Further, the 1918 Spanish flu which killed anything between 50 million and 100 million across the globe too was of swine origin. The similarities, however, seem to end there. Though they are both H1N1 viruses, the novel swine flu does not appear to share any of the genetic markers of the virulence that 1918 pandemic flu virus possessed, according to a CDC statement.

But, there is one thing that makes virologists happy. Genetic analysis of the strains isolated from affected countries — Mexico, the US, New Zealand, Canada, the Netherlands and Germany — indicates that the strain has so far stayed steady, and hasn’t mutated. All genes of these strains have 99 per cent to 100 per cent similarity. This makes producing a vaccine easier, said Cox.

If that is true, the scientists may have to find why the same strain is behaving differently in two different populations. While the number of deaths in Mexico is frightening, there hasn’t been any serious case outside Mexico. While 159 people reportedly died in Mexico (but of these only sixteen are laboratory-confirmed swine flu deaths), there was only one death outside: in the US.

What, however, is puzzling is that the 159 deaths have come from some 2,500 cases reported in Mexico, pointing to a very high fatality rate (the ratio between number of cases and deaths). The Mexican government has stopped reporting suspected cases and deaths since April 30, 2009.

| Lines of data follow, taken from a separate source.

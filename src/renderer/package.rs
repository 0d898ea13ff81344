//! ZIP container for office documents
//!
//! Entries are deflated and stamped with the DOS epoch (1980-01-01 00:00)
//! so identical input yields identical bytes.

use std::io::{Cursor, Write};
use zip::write::SimpleFileOptions;
use zip::{CompressionMethod, DateTime, ZipWriter};

use crate::error::Result;

/// Builds a ZIP archive in memory
pub struct PackageWriter {
    zip: ZipWriter<Cursor<Vec<u8>>>,
    options: SimpleFileOptions,
}

impl PackageWriter {
    pub fn new() -> Self {
        Self {
            zip: ZipWriter::new(Cursor::new(Vec::new())),
            options: SimpleFileOptions::default()
                .compression_method(CompressionMethod::Deflated)
                .last_modified_time(DateTime::default()),
        }
    }

    /// Append a deflated entry
    pub fn add(&mut self, name: &str, data: &[u8]) -> Result<()> {
        self.zip.start_file(name, self.options)?;
        self.zip.write_all(data)?;
        Ok(())
    }

    /// Write the central directory and return the archive bytes
    pub fn finish(self) -> Result<Vec<u8>> {
        Ok(self.zip.finish()?.into_inner())
    }
}
use chrono::Utc;
use std::fs;
use std::path::{Path, PathBuf};
use tracing::{error, info};

use crate::config::{self, Config};
use crate::display;
use crate::error::Result;
use crate::models::ReportModel;
use crate::renderer::{FlowRenderer, Format, PaginatedRenderer};
use crate::state::GenerationGate;
use crate::transcript;

/// Generate a council report.
///
/// The gate is owned by the caller and outlives this call; a second
/// generation through the same gate is refused while this one holds it.
pub fn run(
    gate: &GenerationGate,
    input: PathBuf,
    format: Format,
    turn: Option<usize>,
    config_path: Option<PathBuf>,
    output_dir: Option<PathBuf>,
    dry_run: bool,
) -> Result<()> {
    generate(gate, &input, format, turn, config_path, output_dir, dry_run).inspect_err(|e| {
        error!(error = %e, input = %input.display(), "report generation failed");
    })
}

fn generate(
    gate: &GenerationGate,
    input: &Path,
    format: Format,
    turn: Option<usize>,
    config_path: Option<PathBuf>,
    output_dir: Option<PathBuf>,
    dry_run: bool,
) -> Result<()> {
    let config = config::resolve(config_path)?;
    let turn = transcript::load(input, turn)?;

    let _guard = gate.acquire()?;
    info!(?format, dry_run, state = ?gate.state(), "generating report");

    let model = ReportModel::build(&turn)?;

    if dry_run {
        let document = FlowRenderer::new(&config.branding).build(&model);
        display::print_markdown(&display::to_markdown(&document));
        return Ok(());
    }

    let bytes = render(&config, &model, format)?;

    let output_dir = output_dir.unwrap_or_else(|| config.output_dir.clone());
    let output_path = save(&output_dir, format, &bytes)?;

    info!(path = %output_path.display(), bytes = bytes.len(), "report saved");
    println!("Report written to: {}", output_path.display());

    Ok(())
}

/// Run exactly one renderer for the requested format
fn render(config: &Config, model: &ReportModel, format: Format) -> Result<Vec<u8>> {
    match format {
        Format::Pdf => PaginatedRenderer::new(&config.layout, &config.branding).render(model),
        Format::Docx => FlowRenderer::new(&config.branding).render(model),
    }
}

/// Write a rendered buffer as `report-<epoch-ms>.<ext>`
fn save(output_dir: &Path, format: Format, bytes: &[u8]) -> Result<PathBuf> {
    if !output_dir.exists() {
        fs::create_dir_all(output_dir)?;
    }

    let filename = output_filename(Utc::now().timestamp_millis(), format);
    let output_path = output_dir.join(filename);
    fs::write(&output_path, bytes)?;

    Ok(output_path)
}

fn output_filename(epoch_ms: i64, format: Format) -> String {
    format!("report-{}.{}", epoch_ms, format.extension())
}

Some of the questions scientists already asking are: Is this because a huge number of Mexicans have been infected? Is that because many of the deaths in Mexico are due to other causes, since only a minority of the people who died were actually tested for swine flu? Is that because Hispanic people have a different response to this virus than white people do? Is that because Mexicans were more likely to be infected by a household member and most others were infected by more casual contact, and so got a smaller dose of the virus? How capable is this virus of efficiently spreading from person to person multiple times?

“Until we have answers to some of these questions, we do not know if the current outbreak will be over shortly (the 1976 US swine flu outbreak lasted 21 days) or will ultimately prove to be a pandemic,” said Robinson.

According to Wendy Barclay, a flu virologist at the Imperial College in London, the outbreak in Mexico may not have such a high case fatality rate. “We don’t know how many people may have been infected but didn’t get very ill,” he says. Every normal pandemic has a case fatality rate of 1 to 2 per cent. “This is the type of figure that governments should have planned for in any pandemic,” Barclay told KnowHow. “But anything beyond 5 per cent could be really bad.”